4.0 out of 5 stars End of the tunnel

Fifteen years after the close of WWI, psychologist/investigator Maisie Dobbs finds herself reliving old horrors from the days when she served as a nurse in military mental wards. “Shell shock”, the generic term for psychological damage incurred on the battlefield, is a relatively new concept, and, sad to say, the government has essentially washed its hands of the hundreds of thousands of former soldiers who suffered nerve damage and crippling neurosis. Now, as 1931 draws to a close, the Great Depression has magnified the deprivation and desperation of these lost men. And one of them has decided to fight back, with weapons only he is capable of devising.
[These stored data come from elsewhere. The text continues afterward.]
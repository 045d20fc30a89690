/*
 * Responsibility
 * - posts / comments のユースケース
 * - update / delete は必ず認可判定を通してから store に触る
 * - 存在確認 (404) → 権限 (403) の順。呼び出し元の認証は handler の手前で済んでいる
 */
use std::sync::Arc;

use tracing::info;

use crate::error::AppError;
use crate::repos::{CommentRow, CommentStore, PostRow, PostStore, RepoError};
use crate::services::auth::{Action, CallerContext, access};

const LIST_LIMIT: i64 = 50;

#[derive(Debug, Clone)]
pub struct PostWithComments {
    pub post: PostRow,
    pub comments: Vec<CommentRow>,
}

#[derive(Clone)]
pub struct BoardService {
    posts: Arc<dyn PostStore>,
    comments: Arc<dyn CommentStore>,
}

impl std::fmt::Debug for BoardService {
    fn fmt(&self, f: &mut std::fmt::Formatter<'_>) -> std::fmt::Result {
        f.debug_struct("BoardService").finish_non_exhaustive()
    }
}

impl BoardService {
    pub fn new(posts: Arc<dyn PostStore>, comments: Arc<dyn CommentStore>) -> Self {
        Self { posts, comments }
    }

    pub async fn list_posts(&self, offset: i64) -> Result<Vec<PostRow>, AppError> {
        Ok(self.posts.list(LIST_LIMIT, offset.max(0)).await?)
    }

    pub async fn get_post(&self, post_id: i64) -> Result<PostWithComments, AppError> {
        let post = self.find_post(post_id).await?;
        let comments = self.comments.list_for_post(post_id).await?;
        Ok(PostWithComments { post, comments })
    }

    pub async fn create_post(
        &self,
        caller: &CallerContext,
        title: &str,
        content: &str,
    ) -> Result<PostRow, AppError> {
        let row = self.posts.create(title, content, &caller.email).await?;
        info!(post_id = row.post_id, author = %caller.email, "post created");
        Ok(row)
    }

    pub async fn update_post(
        &self,
        caller: &CallerContext,
        post_id: i64,
        title: Option<&str>,
        content: Option<&str>,
    ) -> Result<PostRow, AppError> {
        let post = self.find_post(post_id).await?;
        access::authorize(Some(caller), &post.author_email, Action::Update)?;

        self.posts
            .update(post_id, title, content)
            .await?
            .ok_or(AppError::not_found("post"))
    }

    pub async fn delete_post(&self, caller: &CallerContext, post_id: i64) -> Result<(), AppError> {
        let post = self.find_post(post_id).await?;
        access::authorize(Some(caller), &post.author_email, Action::Delete)?;

        if !self.posts.delete(post_id).await? {
            return Err(AppError::not_found("post"));
        }
        info!(post_id, by = %caller.email, "post deleted");
        Ok(())
    }

    pub async fn create_comment(
        &self,
        caller: &CallerContext,
        post_id: i64,
        content: &str,
    ) -> Result<CommentRow, AppError> {
        self.find_post(post_id).await?;
        // find_post と insert の間に post が消えた場合 (FK 違反) も 404 に揃える
        let row = match self.comments.create(post_id, content, &caller.email).await {
            Ok(row) => row,
            Err(RepoError::Conflict) => return Err(AppError::not_found("post")),
            Err(e) => return Err(e.into()),
        };
        info!(post_id, comment_id = row.comment_id, author = %caller.email, "comment created");
        Ok(row)
    }

    pub async fn delete_comment(
        &self,
        caller: &CallerContext,
        comment_id: i64,
    ) -> Result<(), AppError> {
        let comment = self
            .comments
            .get(comment_id)
            .await?
            .ok_or(AppError::not_found("comment"))?;
        access::authorize(Some(caller), &comment.author_email, Action::Delete)?;

        if !self.comments.delete(comment_id).await? {
            return Err(AppError::not_found("comment"));
        }
        info!(comment_id, by = %caller.email, "comment deleted");
        Ok(())
    }

    async fn find_post(&self, post_id: i64) -> Result<PostRow, AppError> {
        self.posts
            .get(post_id)
            .await?
            .ok_or(AppError::not_found("post"))
    }
}

#[cfg(test)]
mod tests {
    use super::*;
    use crate::repos::InMemoryBoardRepo;
    use crate::services::auth::Role;

    fn board() -> BoardService {
        let repo = Arc::new(InMemoryBoardRepo::new());
        BoardService::new(repo.clone(), repo)
    }

    fn alice() -> CallerContext {
        CallerContext::new("a@x.com", Role::User)
    }

    fn bob() -> CallerContext {
        CallerContext::new("b@x.com", Role::User)
    }

    fn admin() -> CallerContext {
        CallerContext::new("root@x.com", Role::Admin)
    }

    #[tokio::test]
    async fn owner_is_recorded_from_the_caller() {
        let board = board();
        let post = board.create_post(&alice(), "t", "c").await.unwrap();
        assert_eq!(post.author_email, "a@x.com");
    }

    #[tokio::test]
    async fn only_owner_or_admin_may_update_a_post() {
        let board = board();
        let post = board.create_post(&alice(), "t", "c").await.unwrap();

        let err = board
            .update_post(&bob(), post.post_id, Some("hijack"), None)
            .await
            .unwrap_err();
        assert!(matches!(err, AppError::Unauthorized));

        let by_owner = board
            .update_post(&alice(), post.post_id, Some("t2"), None)
            .await
            .unwrap();
        assert_eq!(by_owner.title, "t2");

        let by_admin = board
            .update_post(&admin(), post.post_id, None, Some("moderated"))
            .await
            .unwrap();
        assert_eq!(by_admin.content, "moderated");
        assert_eq!(by_admin.author_email, "a@x.com");
    }

    #[tokio::test]
    async fn post_and_comment_deletes_use_the_same_rule() {
        let board = board();
        let post = board.create_post(&alice(), "t", "c").await.unwrap();
        let comment = board
            .create_comment(&bob(), post.post_id, "hi")
            .await
            .unwrap();

        // a plain owner may delete their own comment and their own post
        let err = board
            .delete_comment(&alice(), comment.comment_id)
            .await
            .unwrap_err();
        assert!(matches!(err, AppError::Unauthorized));
        board
            .delete_comment(&bob(), comment.comment_id)
            .await
            .unwrap();

        let err = board.delete_post(&bob(), post.post_id).await.unwrap_err();
        assert!(matches!(err, AppError::Unauthorized));
        board.delete_post(&alice(), post.post_id).await.unwrap();

        let err = board.get_post(post.post_id).await.unwrap_err();
        assert!(matches!(err, AppError::NotFound { resource: "post" }));
    }

    #[tokio::test]
    async fn admin_may_delete_someone_elses_post() {
        let board = board();
        let post = board.create_post(&alice(), "t", "c").await.unwrap();
        board.delete_post(&admin(), post.post_id).await.unwrap();
    }

    #[tokio::test]
    async fn missing_resources_are_not_found_before_permission() {
        let board = board();

        let err = board
            .update_post(&bob(), 999, Some("x"), None)
            .await
            .unwrap_err();
        assert!(matches!(err, AppError::NotFound { resource: "post" }));

        let err = board.delete_comment(&bob(), 999).await.unwrap_err();
        assert!(matches!(err, AppError::NotFound { resource: "comment" }));

        let err = board.create_comment(&bob(), 999, "hi").await.unwrap_err();
        assert!(matches!(err, AppError::NotFound { resource: "post" }));
    }

    #[tokio::test]
    async fn comment_on_a_post_deleted_mid_request_is_not_found() {
        // posts still see the post, the comment store no longer has it
        let posts = Arc::new(InMemoryBoardRepo::new());
        let comments = Arc::new(InMemoryBoardRepo::new());
        let board = BoardService::new(posts, comments);

        let post = board.create_post(&alice(), "t", "c").await.unwrap();
        let err = board
            .create_comment(&bob(), post.post_id, "hi")
            .await
            .unwrap_err();
        assert!(matches!(err, AppError::NotFound { resource: "post" }), "{err:?}");
    }

    #[tokio::test]
    async fn authors_unknown_to_the_credential_store_may_still_write() {
        // a token can outlive its identity row; writes are keyed by the token's email only
        let board = board();
        let ghost = CallerContext::new("deleted@x.com", Role::User);

        let post = board.create_post(&ghost, "t", "c").await.unwrap();
        let comment = board
            .create_comment(&ghost, post.post_id, "still here")
            .await
            .unwrap();
        assert_eq!(post.author_email, "deleted@x.com");
        assert_eq!(comment.author_email, "deleted@x.com");
    }

    #[tokio::test]
    async fn get_post_includes_comments_in_order() {
        let board = board();
        let post = board.create_post(&alice(), "t", "c").await.unwrap();
        board
            .create_comment(&bob(), post.post_id, "first")
            .await
            .unwrap();
        board
            .create_comment(&alice(), post.post_id, "second")
            .await
            .unwrap();

        let view = board.get_post(post.post_id).await.unwrap();
        let contents: Vec<_> = view.comments.iter().map(|c| c.content.as_str()).collect();
        assert_eq!(contents, ["first", "second"]);
    }
}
Seconded to the Special Branch of Scotland Yard, Maisie takes her spot on an elite team who must race against the clock and the machinations of the unknown killer. Using her unique experiences and perceptual talents, she must re-immerse herself into the world of those who have lost their souls. But who is more “mad”, the victims of the war, or those who refuse to ameliorate the suffering? Author Winspear does an admirable job of dramatizing the central issues of this novel, from depression to government corruption and the self imposed blindness of society. (The subject of chemical warfare is particularly timely.) Her characters, as usual, are infused with credibility. Maisie, of course, accepts her responsibilities and never deviates from her ideals and principals. Sometimes one wishes that her formidable self discipline would totter a bit, but there are some cracks becoming visible in the shell that she needed to erect to survive. Among the Mad is a fine addition to an engaging and relevant series.


2 thoughts on “Historical Fiction: Among the Mad, by Jacqueline Winspear

  1. Linda in Maine says:

    Sounds excellent, Linda, and your review is so well done. I just read a book about shell-shocked soldiers in WWI, also, and enjoyed it very much. My review will follow.